Statistical analyses
Analyses incorporated the survey elements (i.e., sampling weight, primary sampling variable, and stratification variable) provided by the NSCH. The analyses focused only on the subpopulation of interest (adolescents aged 10 to 17 y). Weighted percentages of the analytical sample were estimated to describe the demographic characteristics and to understand the prevalence of experiencing chronic difficulty with each of the 4 oral health complications in the past 12 mo. Main independent and other variables were compared to experiencing chronic difficulty with toothaches, decayed teeth, bleeding gums, and eating or swallowing. Four different multiple logistic regression models were run to understand factors that predicted the outcomes. The following variables were included as predictors in all 4 models: disability and obesity status, gender, race/ethnicity, language spoken in the household, type of insurance coverage the child had, the highest level of education achieved in the household, FPL, presence of a medical home, and dental visit in the past 12 mo. We used Stata version 17 (StataCorp LLC) to conduct these analyses. Missing data were handled via listwise deletion for all variables except FPL. The NCHS data were released with 6 imputed replicates for the FPL variable. These replicates were used in all analyses that involved the FPL variable. We looked at interactions but did not find any meaningful associations.
Results
We present the overall analytical sample (n = 68,942) of adolescents aged 10 to 17 y (Table 1). The sample consisted of adolescents with DDs and obesity (7%), DDs but no obesity (14%), obesity but no DDs (22%), and neither DDs nor obesity (57%). Most of the adolescents were male (51%), non-Hispanic White (50%), and from an English-speaking household (86%). Almost 59% of the adolescents had private health insurance, 29% had public health insurance, 7% had no insurance, and the rest had other insurance arrangements. The majority of the adolescents’ parents (70%) had some college education and above, with approximately 58% reporting to live at or above 200% FPL. Parents reported that 46% and 90% of adolescents had a medical home and had a dental visit in the past 12 mo. Parents reported that adolescents experienced chronic or frequent difficulty in the past 12 mo with decayed teeth (11%), toothaches (4%), bleeding gums (3%), and eating or swallowing because of a health condition (1%), respectively.

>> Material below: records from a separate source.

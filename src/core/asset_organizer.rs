use crate::config::AssetConfig;
use crate::domain::model::OrganizeRule;
use std::fs;
use std::path::{Path, PathBuf};

/// 有序規則表，第一個符合的規則決定目的資料夾
#[derive(Debug, Clone)]
pub struct OrganizeRules<'a> {
    rules: &'a [OrganizeRule],
    default_folder: &'a str,
}

impl<'a> OrganizeRules<'a> {
    pub fn new(rules: &'a [OrganizeRule], default_folder: &'a str) -> Self {
        Self {
            rules,
            default_folder,
        }
    }

    pub fn from_config(config: &'a AssetConfig) -> Self {
        Self::new(&config.rules, &config.default_folder)
    }

    /// 回傳 (資料夾, 是否使用預設)
    pub fn classify(&self, file_name: &str) -> (&'a str, bool) {
        let lowercase = file_name.to_lowercase();
        self.rules
            .iter()
            .find(|rule| rule.matches(&lowercase))
            .map(|rule| (rule.folder.as_str(), false))
            .unwrap_or((self.default_folder, true))
    }
}

#[derive(Debug, Clone, PartialEq, Eq)]
pub enum MoveStatus {
    Moved,
    Failed(String),
}

#[derive(Debug, Clone, PartialEq, Eq)]
pub struct AssetMove {
    pub file_name: String,
    pub folder: String,
    pub by_default: bool,
    pub status: MoveStatus,
}

#[derive(Debug, Clone, PartialEq, Eq)]
pub enum OrganizeOutcome {
    RootMissing { path: PathBuf },
    NothingToOrganize { path: PathBuf },
    ScanFailed { path: PathBuf, reason: String },
    Organized(Vec<AssetMove>),
}

impl OrganizeOutcome {
    pub fn moved_count(&self) -> usize {
        match self {
            OrganizeOutcome::Organized(moves) => moves
                .iter()
                .filter(|m| m.status == MoveStatus::Moved)
                .count(),
            _ => 0,
        }
    }

    pub fn failed_count(&self) -> usize {
        match self {
            OrganizeOutcome::Organized(moves) => moves
                .iter()
                .filter(|m| matches!(m.status, MoveStatus::Failed(_)))
                .count(),
            _ => 0,
        }
    }
}

fn has_image_extension(path: &Path, extensions: &[String]) -> bool {
    path.extension()
        .and_then(|ext| ext.to_str())
        .map(|ext| extensions.iter().any(|allowed| allowed.eq_ignore_ascii_case(ext)))
        .unwrap_or(false)
}

/// 只列出根目錄底下的圖片檔，不進入子資料夾
pub fn discover_assets(root: &Path, extensions: &[String]) -> std::io::Result<Vec<PathBuf>> {
    let mut files = Vec::new();
    for entry in fs::read_dir(root)? {
        let entry = entry?;
        let path = entry.path();
        if entry.file_type()?.is_file() && has_image_extension(&path, extensions) {
            files.push(path);
        }
    }
    files.sort();
    Ok(files)
}

fn move_into(file: &Path, destination_dir: &Path) -> std::io::Result<()> {
    fs::create_dir_all(destination_dir)?;
    let file_name = file
        .file_name()
        .ok_or_else(|| std::io::Error::new(std::io::ErrorKind::InvalidInput, "no file name"))?;
    let destination = destination_dir.join(file_name);
    if destination.exists() {
        return Err(std::io::Error::new(
            std::io::ErrorKind::AlreadyExists,
            format!("{} already exists", destination.display()),
        ));
    }
    fs::rename(file, destination)
}

pub fn organize_assets(config: &AssetConfig) -> OrganizeOutcome {
    let root = config.asset_root_path();
    if !root.is_dir() {
        return OrganizeOutcome::RootMissing { path: root };
    }

    // 掃描只做一次，移動過的檔案不會再被看到
    let files = match discover_assets(&root, &config.image_extensions) {
        Ok(files) => files,
        Err(e) => {
            tracing::warn!("Failed to scan {}: {}", root.display(), e);
            return OrganizeOutcome::ScanFailed {
                path: root,
                reason: e.to_string(),
            };
        }
    };

    if files.is_empty() {
        return OrganizeOutcome::NothingToOrganize { path: root };
    }

    let rules = OrganizeRules::from_config(config);
    let moves = files
        .iter()
        .map(|file| {
            let file_name = file
                .file_name()
                .map(|name| name.to_string_lossy().to_string())
                .unwrap_or_default();
            let (folder, by_default) = rules.classify(&file_name);

            let status = match move_into(file, &root.join(folder)) {
                Ok(()) => {
                    tracing::debug!("Moved {} -> {}/", file_name, folder);
                    MoveStatus::Moved
                }
                Err(e) => {
                    tracing::warn!("Failed to move {}: {}", file_name, e);
                    MoveStatus::Failed(e.to_string())
                }
            };

            AssetMove {
                file_name,
                folder: folder.to_string(),
                by_default,
                status,
            }
        })
        .collect();

    OrganizeOutcome::Organized(moves)
}
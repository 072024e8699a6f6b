//! Console presentation for the server and the asset helper.
//!
//! Operations return plain data; everything here turns that data into the
//! text the binaries print.

use crate::config::ServerConfig;
use crate::core::asset_organizer::{MoveStatus, OrganizeOutcome};
use crate::core::asset_status::StatusOutcome;
use crate::core::asset_validator::ValidationOutcome;
use crate::core::browser::BrowserOpenResult;
use crate::core::file_check::FileChecklist;
use crate::core::port_selector::{PortSelection, PortSource};
use crate::core::server::{RequestCategory, RequestLogEntry};
use colored::*;
use std::fmt::Write;
use std::path::Path;

const RULE_WIDE: usize = 60;

/// 1234567 -> "1,234,567"
pub fn format_thousands(value: u64) -> String {
    let digits = value.to_string();
    let mut grouped = String::with_capacity(digits.len() + digits.len() / 3);
    for (i, ch) in digits.chars().enumerate() {
        if i > 0 && (digits.len() - i) % 3 == 0 {
            grouped.push(',');
        }
        grouped.push(ch);
    }
    grouped
}

pub fn render_file_checklist(checklist: &FileChecklist) -> String {
    let mut out = String::from("📁 File Status Check:\n");
    for entry in &checklist.entries {
        match entry.size {
            Some(size) => {
                let _ = writeln!(
                    out,
                    "   ✅ {:<20} ({} bytes)",
                    entry.path,
                    format_thousands(size)
                );
            }
            None => {
                let _ = writeln!(out, "   ❌ {:<20} (missing)", entry.path);
            }
        }
    }
    out
}

pub fn render_port_selection(selection: &PortSelection, preferred: u16) -> Option<String> {
    match selection.source {
        PortSource::Preferred => None,
        PortSource::Fallback(_) => Some(format!(
            "⚠️  Port {} is busy, using port {} instead",
            preferred, selection.port
        )),
        PortSource::Ephemeral => Some(format!(
            "⚠️  All preferred ports are busy, using OS-assigned port {}",
            selection.port
        )),
    }
}

pub fn render_startup_banner(config: &ServerConfig, port: u16, project_dir: &Path) -> String {
    let rule = "=".repeat(RULE_WIDE);
    let mut out = String::new();

    let _ = writeln!(out, "\n{}", rule);
    let _ = writeln!(out, "🚀 {} 🌍", "Earth Saver Development Server".green());
    let _ = writeln!(out, "{}", rule);
    let _ = writeln!(
        out,
        "📁 Project Directory: {}",
        project_dir.display().to_string().blue()
    );
    let _ = writeln!(out, "🌐 Server URL: {}", config.server_url(port).green());
    let _ = writeln!(out, "🎮 Game URL: {}", config.game_url(port).green());
    let _ = writeln!(out, "{}", rule);

    if !config.pages.is_empty() {
        let _ = writeln!(out, "📋 Available Pages:");
        for page in &config.pages {
            let _ = writeln!(
                out,
                "   • {} - {}",
                format!("{:<17}", page.path).yellow(),
                page.description
            );
        }
        let _ = writeln!(out, "{}", rule);
    }

    let _ = writeln!(out, "💡 Development Tips:");
    let _ = writeln!(out, "   • Press {} to stop the server", "Ctrl+C".red());
    let _ = writeln!(out, "   • Refresh browser to see code changes");
    let _ = writeln!(out, "   • Check browser console for JavaScript errors");
    let _ = writeln!(out, "   • Use browser dev tools for debugging");
    let _ = write!(out, "{}", rule);
    out
}

pub fn render_request(entry: &RequestLogEntry) -> String {
    let text = format!("[{}] {}", entry.timestamp, entry.line);
    match entry.category {
        RequestCategory::Get => text.green().to_string(),
        RequestCategory::Post => text.blue().to_string(),
        RequestCategory::NotFound => text.red().to_string(),
        RequestCategory::Other => text,
    }
}

pub fn render_browser_result(url: &str, result: &BrowserOpenResult) -> String {
    let mut out = format!("\n🌍 Opening Earth Saver in your browser...\n   URL: {}", url);
    if let BrowserOpenResult::Failed(reason) = result {
        let _ = write!(
            out,
            "\n   ⚠️  Could not auto-open browser: {}\n   📖 Please manually open: {}",
            reason, url
        );
    }
    out
}

pub fn render_validation(outcome: &ValidationOutcome) -> String {
    let mut out = String::new();
    match outcome {
        ValidationOutcome::StylesheetMissing { path } => {
            let _ = writeln!(out, "❌ Figma CSS file not found: {}", path.display());
            let _ = write!(out, "   Run the Figma setup first to create the stylesheet");
        }
        ValidationOutcome::Unreadable { path, reason } => {
            let _ = writeln!(out, "❌ Could not read {}: {}", path.display(), reason);
            let _ = write!(out, "   Check the file's permissions and encoding (UTF-8)");
        }
        ValidationOutcome::Checked(report) => {
            let _ = writeln!(out, "🔍 Validating Figma asset references...");
            if report.references.is_empty() {
                let _ = write!(out, "   ℹ️  No asset references found in CSS");
                return out;
            }

            for check in &report.references {
                if check.found {
                    let _ = writeln!(out, "   ✅ {}", check.reference);
                } else {
                    let _ = writeln!(out, "   ❌ {} (missing)", check.reference);
                }
            }

            let missing = report.missing_count();
            if missing > 0 {
                let _ = writeln!(out, "\n⚠️  Found {} missing assets", missing);
                let _ = write!(out, "   Export these from Figma to complete integration");
            } else {
                let _ = write!(out, "\n✅ All assets found!");
            }
        }
    }
    out
}

pub fn render_organize(outcome: &OrganizeOutcome) -> String {
    let mut out = String::new();
    match outcome {
        OrganizeOutcome::RootMissing { path } => {
            let _ = writeln!(out, "❌ Figma folder not found: {}", path.display());
            let _ = write!(out, "   Run the Figma setup first to create the asset folders");
        }
        OrganizeOutcome::NothingToOrganize { path } => {
            let _ = write!(out, "ℹ️  No files to organize in {}/", path.display());
        }
        OrganizeOutcome::ScanFailed { path, reason } => {
            let _ = writeln!(out, "❌ Could not read {}: {}", path.display(), reason);
            let _ = write!(out, "   Check that the folder is readable and try again");
        }
        OrganizeOutcome::Organized(moves) => {
            let _ = writeln!(out, "📁 Organizing Figma assets...");
            for asset in moves {
                match (&asset.status, asset.by_default) {
                    (MoveStatus::Moved, false) => {
                        let _ = writeln!(out, "   Moved {} → {}/", asset.file_name, asset.folder);
                    }
                    (MoveStatus::Moved, true) => {
                        let _ = writeln!(
                            out,
                            "   Moved {} → {}/ (default)",
                            asset.file_name, asset.folder
                        );
                    }
                    (MoveStatus::Failed(reason), _) => {
                        let _ = writeln!(
                            out,
                            "   ⚠️  Could not move {}: {}",
                            asset.file_name, reason
                        );
                    }
                }
            }
            let _ = write!(out, "\n✅ Organized {} files", outcome.moved_count());
            let failed = outcome.failed_count();
            if failed > 0 {
                let _ = write!(out, " ({} could not be moved)", failed);
            }
        }
    }
    out
}

pub fn render_status(outcome: &StatusOutcome) -> String {
    let mut out = String::from("📊 Figma Integration Status\n");
    let _ = writeln!(out, "{}", "=".repeat(40));

    let report = match outcome {
        StatusOutcome::SetupIncomplete { missing } => {
            let _ = writeln!(out, "❌ Setup not complete");
            for path in missing {
                let _ = writeln!(out, "   Missing: {}", path.display());
            }
            let _ = write!(out, "   Run the Figma setup first, then check status again");
            return out;
        }
        StatusOutcome::Ready(report) => report,
    };

    let _ = writeln!(out, "✅ Setup complete");

    for folder in report.folders.iter().filter(|f| f.files > 0) {
        let _ = writeln!(out, "📁 {}: {} files", folder.name, folder.files);
    }

    match report.total_assets() {
        0 => {
            let _ = writeln!(out, "📁 Assets: No assets uploaded yet");
        }
        total => {
            let _ = writeln!(out, "📁 Total assets: {} files", total);
        }
    }

    if report.customized {
        let _ = writeln!(out, "🎨 CSS: Customized with Figma styles");
    } else {
        let _ = writeln!(out, "🎨 CSS: Using template (not customized)");
    }

    let _ = writeln!(out, "\n🔍 Asset Validation:");
    out.push_str(&render_validation(&report.validation));
    out
}
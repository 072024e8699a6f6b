use clap::error::ErrorKind;
use clap::Parser;
use earth_saver_devtools::app::asset_helper::{run_asset_command, unknown_command_help};
use earth_saver_devtools::config::cli::AssetArgs;
use earth_saver_devtools::utils::{logger, validation::Validate};
use earth_saver_devtools::DevToolsConfig;

// 不論驗證結果如何，結束碼一律為 0
fn main() {
    let args = match AssetArgs::try_parse() {
        Ok(args) => args,
        Err(e) => {
            match e.kind() {
                ErrorKind::DisplayHelp | ErrorKind::DisplayVersion => {
                    let _ = e.print();
                }
                // 無法辨識的旗標一律當成未知指令
                _ => println!("{}", unknown_command_help()),
            }
            return;
        }
    };

    logger::init_cli_logger(args.verbose);

    let mut config = match DevToolsConfig::load(args.config.as_deref(), args.root.as_deref()) {
        Ok(config) => config,
        Err(e) => {
            tracing::error!("❌ Failed to load configuration: {}", e);
            println!("❌ {}", e.user_friendly_message());
            println!("💡 {}", e.recovery_suggestion());
            return;
        }
    };
    args.apply_to(&mut config);

    if let Err(e) = config.validate() {
        tracing::error!("❌ Configuration validation failed: {}", e);
        println!("❌ {}", e.user_friendly_message());
        println!("💡 {}", e.recovery_suggestion());
        return;
    }

    println!("{}", run_asset_command(args.command.as_deref(), &config.assets));
}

Adolescent Characteristics by Chronic Difficulty Experienced with Oral Health Complications in the Past 12 mo.
Bold values represent statistical significance at P < 0.05.
Parents or caregivers responded with a “yes” to “decayed teeth or cavities” in response to the question, “During the past 12 months, has this child had frequent or chronic difficulty with any of the following?”
Parents or caregivers responded with a “yes” to “toothaches” in response to the question, “During the past 12 months, has this child had frequent or chronic difficulty with any of the following?”
Parents or caregivers responded with a “yes” to “bleeding gums” in response to the question, “During the past 12 months, has this child had frequent or chronic difficulty with any of the following?”
Parents or caregivers responded with a “yes” to “eating or swallowing because of a health condition” in response to the question, “During the past 12 months, has this child had frequent or chronic difficulty with any of the following?”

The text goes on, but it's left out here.